Defendant acknowledges that “[t]his Court has never found the failure of a 
trial court to instruct a jury regarding mercy to be error.”  We stated in People v. 
Caro (1988) 46 Cal.3d 1035, 1067:  “Defendant contends that there is a crucial 
difference between pity, sympathy, and mercy, inasmuch as the first two are 
sentiments whereas the third implies action.  We do not agree, however, that 
instructions to consider various factors, including sympathy for the defendant, 
could leave a jury with any ambiguity as to its power and duty also to act on such 
considerations.”  (See also People v. Montiel (1993) 5 Cal.4th 877, 943 [“A jury 
told it may sympathetically consider all mitigating evidence need not also be 
expressly instructed that it may exercise ‘mercy.’ ”].) 
Indeed, we held in People v. Lewis (2001) 26 Cal.4th 334, 393, that the trial 
court did not err in refusing to instruct that jury that it could “ ‘exercise mercy on 
behalf of the defendant’ ”:  “We have cautioned that ‘ “the jury must ‘ignore 
emotional responses that are not rooted in the aggravating and mitigating evidence 
introduced during the penalty phase.’  [Citation.]  The jury may not act on whim 
or unbridled discretion.” ’  [Citation.]  ‘The unadorned use of the word “mercy” 
implies an arbitrary or capricious exercise of power rather than reasoned discretion 
based on particular facts and circumstances.’ ” 
In People v.

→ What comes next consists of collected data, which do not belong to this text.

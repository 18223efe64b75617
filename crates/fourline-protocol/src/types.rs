//! Core protocol types shared by the engine and its clients.
//!
//! Everything here is wire-visible: these structures are serialized into
//! messages, pushed to clients, and mirrored locally. The exact JSON shapes
//! are part of the contract with client SDKs, so the serde attributes in
//! this file are load-bearing — the tests at the bottom pin them down.

use std::fmt;

use rand::Rng;
use serde::{Deserialize, Serialize};

// ---------------------------------------------------------------------------
// Identity types
// ---------------------------------------------------------------------------

/// A game room's unique identifier, stable for the session's lifetime.
///
/// Session ids are opaque tokens. The generated form is a short uppercase
/// room code (e.g. `"ABC123"`) that one player can read out loud to the
/// other, but the engine accepts any non-empty string.
///
/// `#[serde(transparent)]` keeps the JSON representation a plain string,
/// not `{ "0": "ABC123" }`.
#[derive(Debug, Clone, PartialEq, Eq, Hash, Serialize, Deserialize)]
#[serde(transparent)]
pub struct SessionId(pub String);

impl fmt::Display for SessionId {
    fn fmt(&self, f: &mut fmt::Formatter<'_>) -> fmt::Result {
        write!(f, "{}", self.0)
    }
}

impl From<&str> for SessionId {
    fn from(s: &str) -> Self {
        Self(s.to_string())
    }
}

/// A player's stable identifier.
///
/// The identity id — not the transport connection — is the reconnection
/// key: a client that drops and rejoins with the same id reclaims its seat.
#[derive(Debug, Clone, PartialEq, Eq, Hash, Serialize, Deserialize)]
#[serde(transparent)]
pub struct IdentityId(pub String);

impl fmt::Display for IdentityId {
    fn fmt(&self, f: &mut fmt::Formatter<'_>) -> fmt::Result {
        write!(f, "{}", self.0)
    }
}

impl From<&str> for IdentityId {
    fn from(s: &str) -> Self {
        Self(s.to_string())
    }
}

/// A player reference: stable id plus chosen display name.
///
/// Identities persist across reconnects. Two connections presenting the
/// same id are the same player as far as the engine is concerned.
#[derive(Debug, Clone, PartialEq, Eq, Serialize, Deserialize)]
pub struct Identity {
    pub id: IdentityId,
    pub name: String,
}

impl Identity {
    pub fn new(id: impl Into<String>, name: impl Into<String>) -> Self {
        Self {
            id: IdentityId(id.into()),
            name: name.into(),
        }
    }
}

/// Generates a 6-character uppercase room code, e.g. `"K7Q2ZD"`.
pub fn new_session_code() -> SessionId {
    let mut rng = rand::rng();
    let code: String = (0..6)
        .map(|_| {
            let c = rng.sample(rand::distr::Alphanumeric) as char;
            c.to_ascii_uppercase()
        })
        .collect();
    SessionId(code)
}

/// Generates a 12-character lowercase identity id.
pub fn new_identity_id() -> IdentityId {
    let mut rng = rand::rng();
    let id: String = (0..12)
        .map(|_| {
            let c = rng.sample(rand::distr::Alphanumeric) as char;
            c.to_ascii_lowercase()
        })
        .collect();
    IdentityId(id)
}

// ---------------------------------------------------------------------------
// Seat
// ---------------------------------------------------------------------------

/// One of the two fixed turn-order slots in a session.
///
/// A seat is distinct from a network identity: the identity occupying a
/// seat can drop and reconnect (or even swap seats on rematch) while the
/// seat itself is just "player 1" or "player 2".
///
/// Serializes as the bare numbers `1` / `2` so board cells come out as
/// `null | 1 | 2` on the wire.
#[derive(Debug, Clone, Copy, PartialEq, Eq, Hash, Serialize, Deserialize)]
#[serde(into = "u8", try_from = "u8")]
pub enum Seat {
    One,
    Two,
}

impl Seat {
    /// The opposing seat.
    pub fn other(self) -> Seat {
        match self {
            Seat::One => Seat::Two,
            Seat::Two => Seat::One,
        }
    }

    /// The seat's wire number (1 or 2).
    pub fn number(self) -> u8 {
        match self {
            Seat::One => 1,
            Seat::Two => 2,
        }
    }
}

impl From<Seat> for u8 {
    fn from(seat: Seat) -> u8 {
        seat.number()
    }
}

impl TryFrom<u8> for Seat {
    type Error = String;

    fn try_from(n: u8) -> Result<Seat, String> {
        match n {
            1 => Ok(Seat::One),
            2 => Ok(Seat::Two),
            other => Err(format!("seat must be 1 or 2, got {other}")),
        }
    }
}

impl fmt::Display for Seat {
    fn fmt(&self, f: &mut fmt::Formatter<'_>) -> fmt::Result {
        write!(f, "seat {}", self.number())
    }
}

// ---------------------------------------------------------------------------
// Board
// ---------------------------------------------------------------------------

/// A single cell coordinate, row-major from the top-left.
#[derive(
    Debug, Clone, Copy, PartialEq, Eq, Hash, Serialize, Deserialize,
)]
pub struct CellAddr {
    pub row: usize,
    pub col: usize,
}

impl CellAddr {
    pub fn new(row: usize, col: usize) -> Self {
        Self { row, col }
    }
}

/// The four cell coordinates forming a winning run.
pub type WinLine = [CellAddr; 4];

/// The fixed 6-row × 7-column grid.
///
/// Row 0 is the top of the board; pieces stack bottom-up, so a column has
/// no empty cell below a filled one. This type is the dumb grid only —
/// the drop and win-detection algorithms live in the engine crate, which
/// is the sole writer of board state.
///
/// Serializes as a 6-element array of 7-element rows of `null | 1 | 2`,
/// matching what the presentation layer renders directly.
#[derive(Debug, Clone, Copy, PartialEq, Eq, Serialize, Deserialize)]
#[serde(transparent)]
pub struct Board {
    cells: [[Option<Seat>; Board::COLS]; Board::ROWS],
}

impl Board {
    /// Number of rows (6).
    pub const ROWS: usize = 6;
    /// Number of columns (7).
    pub const COLS: usize = 7;

    /// An empty board.
    pub fn empty() -> Self {
        Self {
            cells: [[None; Self::COLS]; Self::ROWS],
        }
    }

    /// The occupant of a cell, or `None` if empty.
    ///
    /// # Panics
    /// Panics on out-of-range coordinates; callers index within
    /// `ROWS`/`COLS` by construction.
    pub fn cell(&self, row: usize, col: usize) -> Option<Seat> {
        self.cells[row][col]
    }

    /// Places a piece. The engine is the only caller; it guarantees the
    /// bottom-up fill invariant before writing.
    pub fn place(&mut self, row: usize, col: usize, seat: Seat) {
        self.cells[row][col] = Some(seat);
    }
}

impl Default for Board {
    fn default() -> Self {
        Self::empty()
    }
}

// ---------------------------------------------------------------------------
// Session status and snapshot
// ---------------------------------------------------------------------------

/// The lifecycle state of a session, as seen by clients.
///
/// ```text
/// AwaitingOpponent → InProgress → Won(seat) | Drawn
///                         ↑              │
///                         └── rematch ───┘
/// ```
#[derive(Debug, Clone, Copy, PartialEq, Eq, Serialize, Deserialize)]
#[serde(tag = "state")]
pub enum SessionStatus {
    /// Seat 1 is waiting for seat 2 to join.
    AwaitingOpponent,
    /// Both seats occupied, moves being accepted.
    InProgress,
    /// Four in a row for the given seat. Terminal.
    Won { seat: Seat },
    /// Board filled with no winner. Terminal.
    Drawn,
}

impl SessionStatus {
    /// `true` for `Won` and `Drawn` — no further moves without a rematch.
    pub fn is_terminal(&self) -> bool {
        matches!(self, Self::Won { .. } | Self::Drawn)
    }
}

impl fmt::Display for SessionStatus {
    fn fmt(&self, f: &mut fmt::Formatter<'_>) -> fmt::Result {
        match self {
            Self::AwaitingOpponent => write!(f, "AwaitingOpponent"),
            Self::InProgress => write!(f, "InProgress"),
            Self::Won { seat } => write!(f, "Won({})", seat.number()),
            Self::Drawn => write!(f, "Drawn"),
        }
    }
}

/// The full authoritative state of one session, pushed to clients.
///
/// A snapshot always REPLACES a client's local state wholesale — there is
/// no partial merge. `revision` increments on every accepted mutation, so
/// a mirror can drop a snapshot that is older than what it already holds.
#[derive(Debug, Clone, PartialEq, Eq, Serialize, Deserialize)]
pub struct SessionSnapshot {
    pub session_id: SessionId,
    /// Monotonic mutation counter; higher = newer.
    pub revision: u64,
    pub board: Board,
    /// Which seat may move next. Meaningful only while `InProgress`.
    pub turn: Seat,
    pub status: SessionStatus,
    pub seat_one: Identity,
    /// Vacant until an opponent joins.
    pub seat_two: Option<Identity>,
    /// Populated only when `status` is `Won`.
    pub winning_line: Option<WinLine>,
    /// Last applied move, for transient highlight. Not authoritative.
    pub last_move: Option<CellAddr>,
}

// =========================================================================
// Tests
// =========================================================================

#[cfg(test)]
mod tests {
    //! The wire shapes below are relied on by clients; a serde attribute
    //! change that alters them is a protocol break, not a refactor.

    use super::*;

    #[test]
    fn test_session_id_serializes_as_plain_string() {
        let json = serde_json::to_string(&SessionId::from("ABC123")).unwrap();
        assert_eq!(json, "\"ABC123\"");
    }

    #[test]
    fn test_seat_serializes_as_number() {
        assert_eq!(serde_json::to_string(&Seat::One).unwrap(), "1");
        assert_eq!(serde_json::to_string(&Seat::Two).unwrap(), "2");
    }

    #[test]
    fn test_seat_deserializes_from_number() {
        let seat: Seat = serde_json::from_str("2").unwrap();
        assert_eq!(seat, Seat::Two);
    }

    #[test]
    fn test_seat_rejects_invalid_number() {
        let result: Result<Seat, _> = serde_json::from_str("3");
        assert!(result.is_err());
    }

    #[test]
    fn test_seat_other_flips() {
        assert_eq!(Seat::One.other(), Seat::Two);
        assert_eq!(Seat::Two.other(), Seat::One);
    }

    #[test]
    fn test_board_serializes_as_nested_arrays() {
        let mut board = Board::empty();
        board.place(5, 0, Seat::One);
        board.place(5, 6, Seat::Two);
        let json: serde_json::Value = serde_json::to_value(board).unwrap();

        // 6 rows of 7 cells, `null | 1 | 2`.
        assert_eq!(json.as_array().unwrap().len(), 6);
        assert_eq!(json[0].as_array().unwrap().len(), 7);
        assert_eq!(json[5][0], 1);
        assert_eq!(json[5][6], 2);
        assert!(json[0][0].is_null());
    }

    #[test]
    fn test_board_round_trip() {
        let mut board = Board::empty();
        board.place(3, 2, Seat::Two);
        let bytes = serde_json::to_vec(&board).unwrap();
        let decoded: Board = serde_json::from_slice(&bytes).unwrap();
        assert_eq!(board, decoded);
    }

    #[test]
    fn test_status_won_json_format() {
        let status = SessionStatus::Won { seat: Seat::One };
        let json: serde_json::Value = serde_json::to_value(status).unwrap();
        assert_eq!(json["state"], "Won");
        assert_eq!(json["seat"], 1);
    }

    #[test]
    fn test_status_terminal_classification() {
        assert!(!SessionStatus::AwaitingOpponent.is_terminal());
        assert!(!SessionStatus::InProgress.is_terminal());
        assert!(SessionStatus::Won { seat: Seat::Two }.is_terminal());
        assert!(SessionStatus::Drawn.is_terminal());
    }

    #[test]
    fn test_new_session_code_is_six_uppercase_chars() {
        let code = new_session_code();
        assert_eq!(code.0.len(), 6);
        assert!(code.0.chars().all(|c| c.is_ascii_uppercase() || c.is_ascii_digit()));
    }

    #[test]
    fn test_new_identity_id_is_twelve_chars() {
        let id = new_identity_id();
        assert_eq!(id.0.len(), 12);
        assert!(id.0.chars().all(|c| c.is_ascii_lowercase() || c.is_ascii_digit()));
    }

    #[test]
    fn test_generated_ids_are_unique() {
        assert_ne!(new_session_code(), new_session_code());
        assert_ne!(new_identity_id(), new_identity_id());
    }

    #[test]
    fn test_snapshot_round_trip() {
        let snapshot = SessionSnapshot {
            session_id: SessionId::from("ABC123"),
            revision: 4,
            board: Board::empty(),
            turn: Seat::Two,
            status: SessionStatus::InProgress,
            seat_one: Identity::new("p1", "Ada"),
            seat_two: Some(Identity::new("p2", "Grace")),
            winning_line: None,
            last_move: Some(CellAddr::new(5, 3)),
        };
        let bytes = serde_json::to_vec(&snapshot).unwrap();
        let decoded: SessionSnapshot = serde_json::from_slice(&bytes).unwrap();
        assert_eq!(snapshot, decoded);
    }
}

Boyce (2014) 59 Cal.4th 672, 706-707, we upheld a trial 
court’s refusal to give an almost identical instruction, holding the requested 
instruction was “duplicative of the CALJIC instructions given.”  We added:  “The 
52 
words ‘sympathy’ and ‘compassion’ are functional synonyms.  [Citation.]  
Defendant fails to articulate a meaningful distinction between them.  As for mercy, 
we repeatedly have cautioned against using that word in the penalty phase 
instructions, explaining, ‘[t]he unadorned use of the word “mercy” implies an 
arbitrary or capricious exercise of power rather than reasoned discretion based on 
particular facts and circumstances.’ ”  (Id. at p. 707.) 
We observed in Boyce that “the court did not foreclose defense counsel 
from urging the jury to show sympathy and mercy to defendant.”  (People v. 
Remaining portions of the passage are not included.